The grief associated with the loss of a favourite pet can be overwhelming. TheraTails offers a safe space to help the healing process.
For so many of us, our animals were our only living source of warmth and love during lockdown. Screen interactions may have helped us to maintain contact with friends and family but they also reminded us that we couldn’t hug, or touch. Animals became the only providers of physical support and closeness.
Attachment to animals is a strange thing, at once simple and complex. We often value these relationships just because they are so straightforward. They aren’t clouded with moods, expectations, suspicions; pets don’t play games or cut off contact; they don’t say one thing and mean the opposite. For those of us who become overwhelmed or overstimulated by other people, animals are a respite.
But beyond the happy daily round of love and food, our mutual dependency deepens. For our animals, we are the sun, moon and stars. My cats think I can turn off the rain and they get annoyed with me when I don’t. In turn, we project our most desired qualities onto our pets (so cute! so loving!) or maybe things we don’t like so much in ourselves but can find sweet and quirky at a distance (so chunky! so anxious!).

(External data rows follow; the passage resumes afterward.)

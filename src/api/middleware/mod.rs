//! HTTP middleware for request processing.
//!
//! - [`tracing`] - Request/response logging
//! - [`timeout`] - Per-request time limit

pub mod timeout;
pub mod tracing;
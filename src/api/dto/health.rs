//! DTOs for health check endpoint.

use serde::Serialize;

/// Health check response with component status.
#[derive(Debug, Serialize)]
pub struct HealthResponse {
    pub status: String,
    pub version: String,
    pub checks: HealthChecks,
}

/// Health status for each system component.
#[derive(Debug, Serialize)]
pub struct HealthChecks {
    pub database: CheckStatus,
}

/// Individual component health status.
#[derive(Debug, Serialize)]
pub struct CheckStatus {
    pub status: String,

    #[serde(skip_serializing_if = "Option::is_none")]
    pub message: Option<String>,
}
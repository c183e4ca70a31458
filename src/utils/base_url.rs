//! Base URL resolution for building short links.

use axum::http::{HeaderMap, header};

/// Fallback when neither a configured base URL nor a `Host` header is available.
pub const DEFAULT_BASE_URL: &str = "http://localhost:3000";

/// Resolves the base URL that short codes are appended to.
///
/// Priority:
/// 1. `configured` (from `BASE_URL`), trailing `/` trimmed
/// 2. `Host` header, with the scheme from `X-Forwarded-Proto` or `http`
/// 3. [`DEFAULT_BASE_URL`]
///
/// # Examples
///
/// ```ignore
/// let mut headers = HeaderMap::new();
/// headers.insert(header::HOST, "sho.rt".parse().unwrap());
/// assert_eq!(resolve_base_url(None, &headers), "http://sho.rt");
/// ```
pub fn resolve_base_url(configured: Option<&str>, headers: &HeaderMap) -> String {
    if let Some(base) = configured {
        return base.trim_end_matches('/').to_string();
    }

    let Some(host) = headers
        .get(header::HOST)
        .and_then(|v| v.to_str().ok())
        .map(str::trim)
        .filter(|h| !h.is_empty())
    else {
        return DEFAULT_BASE_URL.to_string();
    };

    let scheme = headers
        .get("x-forwarded-proto")
        .and_then(|v| v.to_str().ok())
        .and_then(|v| v.split(',').next())
        .map(str::trim)
        .filter(|s| s.eq_ignore_ascii_case("http") || s.eq_ignore_ascii_case("https"))
        .map(str::to_ascii_lowercase)
        .unwrap_or_else(|| "http".to_string());

    format!("{}://{}", scheme, host)
}

#[cfg(test)]
mod tests {
    use super::*;
    use axum::http::{HeaderMap, HeaderValue, header};

    #[test]
    fn test_configured_base_wins() {
        let mut headers = HeaderMap::new();
        headers.insert(header::HOST, HeaderValue::from_static("ignored.com"));

        assert_eq!(
            resolve_base_url(Some("https://sho.rt/"), &headers),
            "https://sho.rt"
        );
    }

    #[test]
    fn test_host_header_with_port() {
        let mut headers = HeaderMap::new();
        headers.insert(header::HOST, HeaderValue::from_static("localhost:8080"));

        assert_eq!(resolve_base_url(None, &headers), "http://localhost:8080");
    }

    #[test]
    fn test_forwarded_proto() {
        let mut headers = HeaderMap::new();
        headers.insert(header::HOST, HeaderValue::from_static("sho.rt"));
        headers.insert("x-forwarded-proto", HeaderValue::from_static("HTTPS, http"));

        assert_eq!(resolve_base_url(None, &headers), "https://sho.rt");
    }

    #[test]
    fn test_unknown_forwarded_proto_falls_back_to_http() {
        let mut headers = HeaderMap::new();
        headers.insert(header::HOST, HeaderValue::from_static("sho.rt"));
        headers.insert("x-forwarded-proto", HeaderValue::from_static("gopher"));

        assert_eq!(resolve_base_url(None, &headers), "http://sho.rt");
    }

    #[test]
    fn test_missing_host_uses_default() {
        assert_eq!(resolve_base_url(None, &HeaderMap::new()), DEFAULT_BASE_URL);
    }
}
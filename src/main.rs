use anyhow::Result;
use tinylink::config::{self, Config};
use tracing_subscriber::EnvFilter;

#[tokio::main]
async fn main() -> Result<()> {
    dotenvy::dotenv().ok();

    let config = config::load_from_env()?;
    init_tracing(&config);
    config.print_summary();

    tinylink::server::run(config).await
}

/// Installs the global subscriber in text or JSON form per `LOG_FORMAT`.
fn init_tracing(config: &Config) {
    let filter =
        EnvFilter::try_new(&config.log_level).unwrap_or_else(|_| EnvFilter::new("info"));

    let builder = tracing_subscriber::fmt().with_env_filter(filter);

    if config.log_format == "json" {
        builder.json().init();
    } else {
        builder.init();
    }
}
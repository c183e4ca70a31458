//! DTOs for link management endpoints.

use chrono::{DateTime, Utc};
use serde::{Deserialize, Serialize};

use crate::domain::entities::Link;

/// Body of `POST /api/links`.
#[derive(Debug, Deserialize)]
pub struct CreateLinkRequest {
    /// Target URL; must be an absolute HTTP(S) URL.
    pub url: String,

    /// Optional custom code, 6-8 alphanumeric characters.
    #[serde(default)]
    pub code: Option<String>,
}

/// Full link record as returned by list and get.
#[derive(Debug, Serialize)]
#[serde(rename_all = "camelCase")]
pub struct LinkResponse {
    pub code: String,
    pub url: String,
    pub clicks: i32,
    pub last_clicked: Option<DateTime<Utc>>,
    pub created_at: DateTime<Utc>,
}

impl From<Link> for LinkResponse {
    fn from(link: Link) -> Self {
        Self {
            code: link.code,
            url: link.url,
            clicks: link.clicks,
            last_clicked: link.last_clicked,
            created_at: link.created_at,
        }
    }
}

/// Response of `POST /api/links`.
#[derive(Debug, Serialize)]
#[serde(rename_all = "camelCase")]
pub struct CreatedLinkResponse {
    pub code: String,
    pub url: String,
    pub short_url: String,
    pub clicks: i32,
    pub last_clicked: Option<DateTime<Utc>>,
}

/// Response of `DELETE /api/links/{code}`.
#[derive(Debug, Serialize)]
pub struct DeleteResponse {
    pub success: bool,
}
//! PostgreSQL implementation of link repository.

use async_trait::async_trait;
use chrono::{DateTime, Utc};
use sqlx::PgPool;
use std::sync::Arc;

use crate::domain::entities::{Link, NewLink};
use crate::domain::repositories::LinkRepository;
use crate::error::{AppError, is_unique_violation_on_code};

/// Row shape shared by every query that returns a full link.
#[derive(Debug, sqlx::FromRow)]
struct LinkRow {
    id: i64,
    code: String,
    url: String,
    clicks: i32,
    last_clicked: Option<DateTime<Utc>>,
    created_at: DateTime<Utc>,
}

impl From<LinkRow> for Link {
    fn from(r: LinkRow) -> Self {
        Link::new(r.id, r.code, r.url, r.clicks, r.last_clicked, r.created_at)
    }
}

/// PostgreSQL repository for link storage and retrieval.
///
/// Uses SQLx prepared statements for SQL injection protection.
pub struct PgLinkRepository {
    pool: Arc<PgPool>,
}

impl PgLinkRepository {
    /// Creates a new repository with a database connection pool.
    pub fn new(pool: Arc<PgPool>) -> Self {
        Self { pool }
    }
}

#[async_trait]
impl LinkRepository for PgLinkRepository {
    async fn create(&self, new_link: NewLink) -> Result<Link, AppError> {
        let row = sqlx::query_as::<_, LinkRow>(
            r#"
            INSERT INTO links (code, url, clicks, last_clicked)
            VALUES ($1, $2, 0, NULL)
            RETURNING id, code, url, clicks, last_clicked, created_at
            "#,
        )
        .bind(&new_link.code)
        .bind(&new_link.url)
        .fetch_one(self.pool.as_ref())
        .await
        .map_err(|e| {
            if is_unique_violation_on_code(&e) {
                AppError::conflict("Code already exists")
            } else {
                AppError::Database(e)
            }
        })?;

        Ok(row.into())
    }

    async fn find_by_code(&self, code: &str) -> Result<Option<Link>, AppError> {
        let row = sqlx::query_as::<_, LinkRow>(
            r#"
            SELECT id, code, url, clicks, last_clicked, created_at
            FROM links
            WHERE code = $1
            "#,
        )
        .bind(code)
        .fetch_optional(self.pool.as_ref())
        .await?;

        Ok(row.map(Link::from))
    }

    async fn list(&self) -> Result<Vec<Link>, AppError> {
        let rows = sqlx::query_as::<_, LinkRow>(
            r#"
            SELECT id, code, url, clicks, last_clicked, created_at
            FROM links
            ORDER BY created_at DESC, id DESC
            "#,
        )
        .fetch_all(self.pool.as_ref())
        .await?;

        Ok(rows.into_iter().map(Link::from).collect())
    }

    async fn delete(&self, code: &str) -> Result<bool, AppError> {
        let result = sqlx::query("DELETE FROM links WHERE code = $1")
            .bind(code)
            .execute(self.pool.as_ref())
            .await?;

        Ok(result.rows_affected() > 0)
    }

    async fn record_click(&self, code: &str) -> Result<Option<String>, AppError> {
        // GREATEST ignores NULL, so the first click takes NOW() and later
        // clicks never move the timestamp backwards.
        let url = sqlx::query_scalar::<_, String>(
            r#"
            UPDATE links
            SET clicks = clicks + 1,
                last_clicked = GREATEST(last_clicked, NOW())
            WHERE code = $1
            RETURNING url
            "#,
        )
        .bind(code)
        .fetch_optional(self.pool.as_ref())
        .await?;

        Ok(url)
    }

    async fn ping(&self) -> Result<(), AppError> {
        sqlx::query("SELECT 1").execute(self.pool.as_ref()).await?;
        Ok(())
    }
}
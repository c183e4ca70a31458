//! Handlers for link management endpoints (list, create, get, delete).

use axum::{
    Json,
    extract::{Path, State},
    http::{HeaderMap, StatusCode},
};

use crate::api::dto::link::{
    CreateLinkRequest, CreatedLinkResponse, DeleteResponse, LinkResponse,
};
use crate::api::extractors::ValidatedJson;
use crate::error::AppError;
use crate::state::AppState;
use crate::utils::base_url::resolve_base_url;

/// Lists every link, newest first.
///
/// # Endpoint
///
/// `GET /api/links`
///
/// # Response
///
/// ```json
/// [
///   {
///     "code": "abc123",
///     "url": "https://example.com",
///     "clicks": 3,
///     "lastClicked": "2025-01-02T10:00:00Z",
///     "createdAt": "2025-01-01T09:00:00Z"
///   }
/// ]
/// ```
pub async fn list_links_handler(
    State(state): State<AppState>,
) -> Result<Json<Vec<LinkResponse>>, AppError> {
    let links = state.link_service.list_links().await?;

    Ok(Json(links.into_iter().map(LinkResponse::from).collect()))
}

/// Creates a short link.
///
/// # Endpoint
///
/// `POST /api/links`
///
/// # Request Body
///
/// ```json
/// { "url": "https://example.com", "code": "MyLink1" }
/// ```
///
/// `code` is optional; a random 6-character code is generated without it.
///
/// # Response
///
/// `201 Created`
///
/// ```json
/// {
///   "code": "MyLink1",
///   "url": "https://example.com",
///   "shortUrl": "https://sho.rt/MyLink1",
///   "clicks": 0,
///   "lastClicked": null
/// }
/// ```
///
/// # Errors
///
/// - 400 Bad Request on malformed body, URL or code
/// - 409 Conflict if the custom code already exists
/// - 500 if no free code could be generated
pub async fn create_link_handler(
    State(state): State<AppState>,
    headers: HeaderMap,
    ValidatedJson(payload): ValidatedJson<CreateLinkRequest>,
) -> Result<(StatusCode, Json<CreatedLinkResponse>), AppError> {
    let link = state
        .link_service
        .create_link(payload.url, payload.code)
        .await?;

    let base_url = resolve_base_url(state.base_url.as_deref(), &headers);
    let short_url = state.link_service.short_url(&base_url, &link.code);

    Ok((
        StatusCode::CREATED,
        Json(CreatedLinkResponse {
            code: link.code,
            url: link.url,
            short_url,
            clicks: link.clicks,
            last_clicked: link.last_clicked,
        }),
    ))
}

/// Returns a single link with its statistics.
///
/// # Endpoint
///
/// `GET /api/links/{code}`
///
/// # Errors
///
/// Returns 404 Not Found if the code does not exist.
pub async fn get_link_handler(
    Path(code): Path<String>,
    State(state): State<AppState>,
) -> Result<Json<LinkResponse>, AppError> {
    let link = state.link_service.get_link(&code).await?;

    Ok(Json(link.into()))
}

/// Deletes a link.
///
/// # Endpoint
///
/// `DELETE /api/links/{code}`
///
/// The row is removed; later lookups and redirects for the code return 404.
///
/// # Errors
///
/// Returns 404 Not Found if the code does not exist.
pub async fn delete_link_handler(
    Path(code): Path<String>,
    State(state): State<AppState>,
) -> Result<Json<DeleteResponse>, AppError> {
    state.link_service.delete_link(&code).await?;

    Ok(Json(DeleteResponse { success: true }))
}
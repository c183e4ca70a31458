//! Data Transfer Objects for API requests and responses.
//!
//! Field names are camelCase on the wire.

pub mod health;
pub mod link;
//! Infrastructure layer for external integrations.
//!
//! Implements the repository traits defined by the domain layer.
//!
//! - [`persistence`] - PostgreSQL repository implementations

pub mod persistence;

Over time, we entwine ourselves together with our animals and they become a sort of mirror self, reflecting back our own emotions and helping us manage and contain them. For some, the unconditional regard our pets offer us is something they always wanted and never had as children. For others, animals replace a much-loved partner or parent, or hold memories of a special person. The relationship is profound; and so can be the sense of loss when an animal is gone.
Grief and Loss
Anecdotally, I had heard of the trauma around the last trip to the vets; and what psychologists call complicated grief around the death of an animal, the sense of loss that is mixed up with pain and anger and seems to endure and worsen rather than get better with time. It can seem like the emotional pain will never end.
TheraTails Support Group
I currently provide clinical oversight of TheraTails which is run in partnership with the SPCA. We have noticed that those who work and volunteer at the SPCA are often exposed to the sharp end of separation and loss. They have felt helpless and despairing both for the animals and for the humans they encounter. After discussion with my co-therapists, we decided there was a need for a group that addressed the issue of animal loss and bereavement. Like all trauma, the attitudes of those around you can reopen the wound: people are told to “just get another pet,” as if loved ones can be easily replaced; or are made to feel that their sorrow is excessive, or strange.
Through TheraTails we will be running a pilot group once a week at the SPCA, free of charge. The group will help people process and find support around experiences of losing an animal. We will also provide a one-off individual session if needed. We are open to all referrals but we hope to prioritise those who depend greatly on their animals; those who are perhaps more isolated or alone; or those who would hesitate to access therapy in the ordinary way, maybe for financial or cultural reasons.